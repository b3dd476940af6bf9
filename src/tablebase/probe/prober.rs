use std::{path::{Path, PathBuf}, sync::Arc};
use shakmaty::Chess;
use crate::*;

/*----------------------------------------------------------------*/

/// Positions with at most this many pieces may have proven DTM scores cached in the TT.
pub const TT_DTM_MAX_PIECES: u32 = 4;

/// Gaviota WDL wins and losses are exact up to this many pieces when the half-move clock is zero.
pub const GTB_WDL_EXACT_PIECES: u32 = 4;

/// Returns how many plies a win or loss can still spare before the 50-move rule turns it
/// into a draw. A negative margin is recorded as the eval distance of `ent`.
pub fn rule50_margin(dtm_score: Score, ply: i32, hmc: i32, ent: &mut TTData) -> i32 {
    let margin = (100 - hmc) - (MATE0 - 1 - dtm_score.abs().0 - ply);

    if margin < 0 {
        ent.update_eval_score(Score(if dtm_score > 0 { -margin } else { margin }));
    }

    margin
}

/*----------------------------------------------------------------*/

/// Combines Gaviota DTM and Syzygy WDL/DTZ probes into search scores.
pub struct TbProber {
    gaviota: Option<Arc<dyn GaviotaTables>>,
    syzygy: Option<Arc<dyn SyzygyTables>>,
    syzygy_path: Option<PathBuf>,
    sub_mate: Arc<SubMateCache>,
    params: ProbeParams,
}

impl TbProber {
    pub fn new(config: &TbConfig) -> Result<TbProber> {
        init_bounds();

        let mut prober = TbProber {
            gaviota: None,
            syzygy: None,
            syzygy_path: None,
            sub_mate: Arc::new(SubMateCache::new()),
            params: config.params,
        };

        if let Some(path) = &config.syzygy_path {
            prober.set_syzygy_path(path)?;
        }

        if config.prewarm {
            prober.sub_mate.prewarm();
        }

        log::debug!(
            "Tablebase prober ready: gaviota {} pieces, syzygy {} pieces",
            prober.gtb_max_pieces(),
            prober.rtb_max_pieces(),
        );

        Ok(prober)
    }

    #[inline]
    pub fn with_gaviota(mut self, tables: Arc<dyn GaviotaTables>) -> TbProber {
        self.set_gaviota(Some(tables));
        self
    }

    #[inline]
    pub fn with_syzygy(mut self, tables: Arc<dyn SyzygyTables>) -> TbProber {
        self.syzygy = Some(tables);
        self.syzygy_path = None;
        self
    }

    #[inline]
    pub fn with_sub_mate_cache(mut self, cache: Arc<SubMateCache>) -> TbProber {
        self.sub_mate = cache;
        self
    }

    /// Loads Syzygy tables from `path`. An empty path unloads them, an unchanged path is a no-op.
    pub fn set_syzygy_path(&mut self, path: &Path) -> Result<()> {
        if self.syzygy.is_some() && self.syzygy_path.as_deref() == Some(path) {
            return Ok(());
        }

        if path.as_os_str().is_empty() {
            log::debug!("Syzygy tables disabled");
            self.syzygy = None;
            self.syzygy_path = None;
            return Ok(());
        }

        let tables = load_syzygy(path).inspect_err(|e| log::warn!("{}", e))?;
        log::debug!("Loaded syzygy tables from {} with up to {} pieces", path.display(), SyzygyTables::max_pieces(&tables));

        self.syzygy = Some(Arc::new(tables));
        self.syzygy_path = Some(path.to_path_buf());
        Ok(())
    }

    #[inline]
    pub fn set_gaviota(&mut self, tables: Option<Arc<dyn GaviotaTables>>) {
        if let Some(tables) = &tables {
            log::debug!("Gaviota tables with up to {} pieces", tables.max_pieces());
        }

        self.gaviota = tables;
    }

    /*----------------------------------------------------------------*/

    #[inline]
    pub fn gtb_max_pieces(&self) -> u32 {
        self.gaviota.as_ref().map_or(0, |tb| tb.max_pieces())
    }

    #[inline]
    pub fn rtb_max_pieces(&self) -> u32 {
        self.syzygy.as_ref().map_or(0, |tb| tb.max_pieces())
    }

    /// Largest piece count any probe can answer. Four-piece DTM results may also come from the TT.
    #[inline]
    pub fn max_pieces(&self) -> u32 {
        TT_DTM_MAX_PIECES.max(self.gtb_max_pieces()).max(self.rtb_max_pieces())
    }

    #[inline]
    pub fn tb_enabled(&self) -> bool {
        self.gtb_max_pieces() > 0 || self.rtb_max_pieces() > 0
    }

    #[inline]
    pub fn params(&self) -> &ProbeParams {
        &self.params
    }

    #[inline]
    pub fn sub_mate_cache(&self) -> &Arc<SubMateCache> {
        &self.sub_mate
    }

    #[inline]
    pub fn max_sub_mate(&self, pos: &Chess) -> i32 {
        self.sub_mate.max_sub_mate_for(pos)
    }

    /*----------------------------------------------------------------*/

    pub fn gtb_probe_dtm(&self, pos: &Chess, ply: i32) -> Option<Score> {
        let tables = self.gaviota.as_ref()?;
        if pos.piece_count() > tables.max_pieces() {
            return None;
        }

        let data = GtbProbeData::new(pos);
        let (info, plies) = tables.probe_dtm(&data)?;
        let score = gtb_dtm_score(&data, ply, info, plies);

        resolve_en_passant(pos, ply, score, |child, ply| self.gtb_probe_dtm(child, ply))
    }

    pub fn gtb_probe_wdl(&self, pos: &Chess, ply: i32) -> Option<Score> {
        let tables = self.gaviota.as_ref()?;
        if pos.piece_count() > tables.max_pieces() {
            return None;
        }

        let data = GtbProbeData::new(pos);
        let info = tables.probe_wdl(&data)?;
        let score = gtb_wdl_score(&data, ply, info)?;

        resolve_en_passant(pos, ply, score, |child, ply| self.gtb_probe_wdl(child, ply))
    }

    /// Syzygy WDL probe. Wins and losses become mate scores bounded by the longest
    /// possible sequence of DTZ phases, cursed results become draws with a recorded distance.
    pub fn rtb_probe_wdl(&self, pos: &Chess, ply: i32, ent: &mut TTData) -> Option<Score> {
        let tables = self.syzygy.as_ref()?;
        if pos.piece_count() > tables.max_pieces() || pos.has_castling_rights() {
            return None;
        }

        let wdl = tables.probe_wdl(&RtbProbeData::new(pos))?;

        match wdl {
            0 => Some(Score::ZERO),
            1 | -1 => {
                if ent.eval_score() == 0 {
                    ent.set_eval_score(Score(wdl * self.params.max_frustrated_dist));
                }

                Some(Score::ZERO)
            }
            2 | -2 => {
                let plies_to_mate = self.max_sub_mate(pos) + max_dtz(pos.material_id());
                Some(Score(wdl.signum() * (MATE0 - ply - plies_to_mate - 2)))
            }
            _ => None,
        }
    }

    /// Syzygy DTZ probe, taking the half-move clock into account.
    pub fn rtb_probe_dtz(&self, pos: &Chess, ply: i32, ent: &mut TTData) -> Option<Score> {
        let tables = self.syzygy.as_ref()?;
        if pos.piece_count() > tables.max_pieces() || pos.has_castling_rights() {
            return None;
        }

        let dtz = tables.probe_dtz(&RtbProbeData::new(pos))?;

        if dtz == 0 {
            ent.set_eval_score(Score::ZERO);
            return Some(Score::ZERO);
        }

        let hmc = pos.half_move_clock();
        let max_hmc = dtz.abs() + hmc;
        let sign = dtz.signum();

        // DTZ can be off by one
        if max_hmc == 100 && hmc > 0 && approx_dtz(pos.material_id()) {
            return None;
        }

        if dtz.abs() <= 2 {
            if max_hmc > 101 {
                ent.update_eval_score(Score(sign * (max_hmc - 100)));
                return Some(Score::ZERO);
            }

            // DTZ can be wrong when mate in one
            if max_hmc == 101 {
                return None;
            }
        } else if max_hmc > 100 {
            let dist = if dtz.abs() <= 100 { max_hmc - 100 } else { self.params.max_frustrated_dist };
            ent.update_eval_score(Score(sign * dist));
            return Some(Score::ZERO);
        }

        let plies_to_mate = self.max_sub_mate(pos) + dtz.abs();
        Some(Score(sign * (MATE0 - ply - plies_to_mate - 2)))
    }

    /// Exact DTM score from the TT cache or the Gaviota tables.
    pub fn dtm_probe(&self, pos: &Chess, ply: i32, tt: &TTable) -> Option<Score> {
        if pos.piece_count() <= TT_DTM_MAX_PIECES {
            if let Some(score) = tt.probe_dtm(pos, ply) {
                return Some(score);
            }
        }

        self.gtb_probe_dtm(pos, ply)
    }
}

/*----------------------------------------------------------------*/

#[test]
fn test_rule50_margin() {
    let mut ent = TTData::default();

    assert_eq!(rule50_margin(Score::mate(2), 0, 99, &mut ent), 0);
    assert_eq!(ent.eval_score(), 0);

    let mut last = i32::MAX;
    for hmc in 0..=100 {
        let margin = rule50_margin(Score::mate(29 + 60), 29, hmc, &mut TTData::default());
        assert!(margin < last);
        last = margin;
    }

    assert_eq!(rule50_margin(-Score::mate(29 + 114 + 1), 29, 0, &mut ent), -14);
    assert_eq!(ent.eval_score(), -14);

    assert_eq!(rule50_margin(Score::mate(120 + 1), 0, 0, &mut ent), -20);
    assert_eq!(ent.eval_score(), -14);
}

#[test]
fn test_no_tables() {
    let prober = TbProber::new(&TbConfig::default()).unwrap();

    assert!(!prober.tb_enabled());
    assert_eq!(prober.max_pieces(), TT_DTM_MAX_PIECES);
    assert!(prober.sub_mate_cache().is_empty());
}

#[test]
fn test_bad_syzygy_path() {
    let config = TbConfig::new().syzygy_path("/no/such/dir");
    assert!(matches!(TbProber::new(&config), Err(TbError::InvalidPath(_))));
}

-- -- --

Among the entries above, find the line with "let info = tables.probe_wdl(&data)?;" and the line with "by the longest"; give again exactly these two lines and all lines between them.

        let info = tables.probe_wdl(&data)?;
        let score = gtb_wdl_score(&data, ply, info)?;

        resolve_en_passant(pos, ply, score, |child, ply| self.gtb_probe_wdl(child, ply))
    }

    /// Syzygy WDL probe. Wins and losses become mate scores bounded by the longest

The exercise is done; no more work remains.